__Records for processing__:
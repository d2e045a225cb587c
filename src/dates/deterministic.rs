//! Deterministic date policy.
//!
//! Numeric dates are always read day-month-year. There is no data-dependent
//! disambiguation and no lenient fallback: a string that matches none of the
//! shapes below resolves to nothing.
//!
//! Shapes, in priority order:
//!
//! 1. ISO `YYYY-MM-DD` (an optional time suffix is ignored)
//! 2. numeric `D/M/Y` with one of `/ - . space` as separator; `YY` means `20YY`
//! 3. textual month: `5th January 2026`, `January 5 2026`, `Mon 5 Jan, 2026`

use std::sync::LazyLock;

use chrono::{Datelike, NaiveDate};
use regex::Regex;

use crate::domain::{DateCandidate, Interpretation, ResolvedDate};

static ISO: LazyLock<Regex> = LazyLock::new(|| {
    Regex::new(r"^((\d{4})-(\d{1,2})-(\d{1,2}))(?:[T ]\d{1,2}:\d{2}(?::\d{2}(?:\.\d+)?)?(?:Z|[+-]\d{2}:?\d{2})?)?$")
        .expect("ISO date pattern is valid")
});

static NUMERIC: LazyLock<Regex> = LazyLock::new(|| {
    Regex::new(r"^(\d{1,2})([/\-. ])(\d{1,2})([/\-. ])(\d{2}|\d{4})$")
        .expect("numeric date pattern is valid")
});

static TEXTUAL_DAY_FIRST: LazyLock<Regex> = LazyLock::new(|| {
    Regex::new(r"(?i)^(?:[a-z]+,?\s+)??(\d{1,2})(?:st|nd|rd|th)?(?:\s+of)?\s+([a-z]+)\.?,?\s+(\d{4})$")
        .expect("textual day-first pattern is valid")
});

static TEXTUAL_MONTH_FIRST: LazyLock<Regex> = LazyLock::new(|| {
    Regex::new(r"(?i)^(?:[a-z]+,?\s+)??([a-z]+)\.?\s+(\d{1,2})(?:st|nd|rd|th)?,?\s+(\d{4})$")
        .expect("textual month-first pattern is valid")
});

/// Resolve `raw` under the deterministic policy.
pub fn resolve(raw: &str) -> Option<ResolvedDate> {
    candidates(raw).into_iter().next().map(|c| ResolvedDate {
        date: c.date,
        kind: c.kind,
    })
}

/// Every valid reading of `raw`, highest priority first.
pub fn candidates(raw: &str) -> Vec<DateCandidate> {
    let input = collapse_whitespace(raw);
    let mut out = Vec::new();
    if input.is_empty() {
        return out;
    }

    out.extend(iso(&input));
    out.extend(day_month_year(&input));
    out.extend(textual(&input));
    out
}

fn iso(input: &str) -> Option<DateCandidate> {
    let caps = ISO.captures(input)?;
    let year = caps[2].parse().ok()?;
    let month = caps[3].parse().ok()?;
    let day = caps[4].parse().ok()?;
    Some(DateCandidate {
        kind: Interpretation::Iso,
        date: validated(year, month, day)?,
        source: caps[1].to_string(),
    })
}

fn day_month_year(input: &str) -> Option<DateCandidate> {
    let (first, second, year) = numeric_parts(input)?;
    Some(DateCandidate {
        kind: Interpretation::DayMonthYear,
        date: validated(year, second, first)?,
        source: input.to_string(),
    })
}

/// Split a numeric date into `(first, second, year)` without assigning day/month.
///
/// Both separators must be the same character.
pub(crate) fn numeric_parts(input: &str) -> Option<(u32, u32, i32)> {
    let caps = NUMERIC.captures(input)?;
    if caps[2] != caps[4] {
        return None;
    }
    let first = caps[1].parse().ok()?;
    let second = caps[3].parse().ok()?;
    let year = expand_year(&caps[5])?;
    Some((first, second, year))
}

fn textual(input: &str) -> Option<DateCandidate> {
    if let Some(caps) = TEXTUAL_DAY_FIRST.captures(input) {
        if let Some(month) = month_from_name(&caps[2]) {
            let day = caps[1].parse().ok()?;
            let year = caps[3].parse().ok()?;
            return Some(DateCandidate {
                kind: Interpretation::Textual,
                date: validated(year, month, day)?,
                source: caps[0].to_string(),
            });
        }
    }

    let caps = TEXTUAL_MONTH_FIRST.captures(input)?;
    let month = month_from_name(&caps[1])?;
    let day = caps[2].parse().ok()?;
    let year = caps[3].parse().ok()?;
    Some(DateCandidate {
        kind: Interpretation::Textual,
        date: validated(year, month, day)?,
        source: caps[0].to_string(),
    })
}

/// Build a date and confirm it round-trips to exactly the requested components.
///
/// Out-of-range input (day 31 in a 30-day month, month 13, Feb 29 in a common
/// year) yields `None` rather than rolling over into a neighbouring date.
pub(crate) fn validated(year: i32, month: u32, day: u32) -> Option<NaiveDate> {
    let date = NaiveDate::from_ymd_opt(year, month, day)?;
    (date.year() == year && date.month() == month && date.day() == day).then_some(date)
}

fn expand_year(digits: &str) -> Option<i32> {
    let value: i32 = digits.parse().ok()?;
    match digits.len() {
        2 => Some(2000 + value),
        4 => Some(value),
        _ => None,
    }
}

pub(crate) fn month_from_name(name: &str) -> Option<u32> {
    let month = match name.to_ascii_lowercase().as_str() {
        "jan" | "january" => 1,
        "feb" | "february" => 2,
        "mar" | "march" => 3,
        "apr" | "april" => 4,
        "may" => 5,
        "jun" | "june" => 6,
        "jul" | "july" => 7,
        "aug" | "august" => 8,
        "sep" | "sept" | "september" => 9,
        "oct" | "october" => 10,
        "nov" | "november" => 11,
        "dec" | "december" => 12,
        _ => return None,
    };
    Some(month)
}

pub(crate) fn collapse_whitespace(raw: &str) -> String {
    raw.split_whitespace().collect::<Vec<_>>().join(" ")
}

__To do__: The data above is to be restated line for line, word for word.

__Expected answer__:
repository d2e045a225cb587c
filename src/dates/deterministic.rs
//! Deterministic date policy.
//!
//! Numeric dates are always read day-month-year. There is no data-dependent
//! disambiguation and no lenient fallback: a string that matches none of the
//! shapes below resolves to nothing.
//!
//! Shapes, in priority order:
//!
//! 1. ISO `YYYY-MM-DD` (an optional time suffix is ignored)
//! 2. numeric `D/M/Y` with one of `/ - . space` as separator; `YY` means `20YY`
//! 3. textual month: `5th January 2026`, `January 5 2026`, `Mon 5 Jan, 2026`

use std::sync::LazyLock;

use chrono::{Datelike, NaiveDate};
use regex::Regex;

use crate::domain::{DateCandidate, Interpretation, ResolvedDate};

static ISO: LazyLock<Regex> = LazyLock::new(|| {
    Regex::new(r"^((\d{4})-(\d{1,2})-(\d{1,2}))(?:[T ]\d{1,2}:\d{2}(?::\d{2}(?:\.\d+)?)?(?:Z|[+-]\d{2}:?\d{2})?)?$")
        .expect("ISO date pattern is valid")
});

static NUMERIC: LazyLock<Regex> = LazyLock::new(|| {
    Regex::new(r"^(\d{1,2})([/\-. ])(\d{1,2})([/\-. ])(\d{2}|\d{4})$")
        .expect("numeric date pattern is valid")
});

static TEXTUAL_DAY_FIRST: LazyLock<Regex> = LazyLock::new(|| {
    Regex::new(r"(?i)^(?:[a-z]+,?\s+)??(\d{1,2})(?:st|nd|rd|th)?(?:\s+of)?\s+([a-z]+)\.?,?\s+(\d{4})$")
        .expect("textual day-first pattern is valid")
});

static TEXTUAL_MONTH_FIRST: LazyLock<Regex> = LazyLock::new(|| {
    Regex::new(r"(?i)^(?:[a-z]+,?\s+)??([a-z]+)\.?\s+(\d{1,2})(?:st|nd|rd|th)?,?\s+(\d{4})$")
        .expect("textual month-first pattern is valid")
});

/// Resolve `raw` under the deterministic policy.
pub fn resolve(raw: &str) -> Option<ResolvedDate> {
    candidates(raw).into_iter().next().map(|c| ResolvedDate {
        date: c.date,
        kind: c.kind,
    })
}

/// Every valid reading of `raw`, highest priority first.
pub fn candidates(raw: &str) -> Vec<DateCandidate> {
    let input = collapse_whitespace(raw);
    let mut out = Vec::new();
    if input.is_empty() {
        return out;
    }

    out.extend(iso(&input));
    out.extend(day_month_year(&input));
    out.extend(textual(&input));
    out
}

fn iso(input: &str) -> Option<DateCandidate> {
    let caps = ISO.captures(input)?;
    let year = caps[2].parse().ok()?;
    let month = caps[3].parse().ok()?;
    let day = caps[4].parse().ok()?;
    Some(DateCandidate {
        kind: Interpretation::Iso,
        date: validated(year, month, day)?,
        source: caps[1].to_string(),
    })
}

fn day_month_year(input: &str) -> Option<DateCandidate> {
    let (first, second, year) = numeric_parts(input)?;
    Some(DateCandidate {
        kind: Interpretation::DayMonthYear,
        date: validated(year, second, first)?,
        source: input.to_string(),
    })
}

/// Split a numeric date into `(first, second, year)` without assigning day/month.
///
/// Both separators must be the same character.
pub(crate) fn numeric_parts(input: &str) -> Option<(u32, u32, i32)> {
    let caps = NUMERIC.captures(input)?;
    if caps[2] != caps[4] {
        return None;
    }
    let first = caps[1].parse().ok()?;
    let second = caps[3].parse().ok()?;
    let year = expand_year(&caps[5])?;
    Some((first, second, year))
}

fn textual(input: &str) -> Option<DateCandidate> {
    if let Some(caps) = TEXTUAL_DAY_FIRST.captures(input) {
        if let Some(month) = month_from_name(&caps[2]) {
            let day = caps[1].parse().ok()?;
            let year = caps[3].parse().ok()?;
            return Some(DateCandidate {
                kind: Interpretation::Textual,
                date: validated(year, month, day)?,
                source: caps[0].to_string(),
            });
        }
    }

    let caps = TEXTUAL_MONTH_FIRST.captures(input)?;
    let month = month_from_name(&caps[1])?;
    let day = caps[2].parse().ok()?;
    let year = caps[3].parse().ok()?;
    Some(DateCandidate {
        kind: Interpretation::Textual,
        date: validated(year, month, day)?,
        source: caps[0].to_string(),
    })
}

/// Build a date and confirm it round-trips to exactly the requested components.
///
/// Out-of-range input (day 31 in a 30-day month, month 13, Feb 29 in a common
/// year) yields `None` rather than rolling over into a neighbouring date.
pub(crate) fn validated(year: i32, month: u32, day: u32) -> Option<NaiveDate> {
    let date = NaiveDate::from_ymd_opt(year, month, day)?;
    (date.year() == year && date.month() == month && date.day() == day).then_some(date)
}

fn expand_year(digits: &str) -> Option<i32> {
    let value: i32 = digits.parse().ok()?;
    match digits.len() {
        2 => Some(2000 + value),
        4 => Some(value),
        _ => None,
    }
}

pub(crate) fn month_from_name(name: &str) -> Option<u32> {
    let month = match name.to_ascii_lowercase().as_str() {
        "jan" | "january" => 1,
        "feb" | "february" => 2,
        "mar" | "march" => 3,
        "apr" | "april" => 4,
        "may" => 5,
        "jun" | "june" => 6,
        "jul" | "july" => 7,
        "aug" | "august" => 8,
        "sep" | "sept" | "september" => 9,
        "oct" | "october" => 10,
        "nov" | "november" => 11,
        "dec" | "december" => 12,
        _ => return None,
    };
    Some(month)
}

pub(crate) fn collapse_whitespace(raw: &str) -> String {
    raw.split_whitespace().collect::<Vec<_>>().join(" ")
}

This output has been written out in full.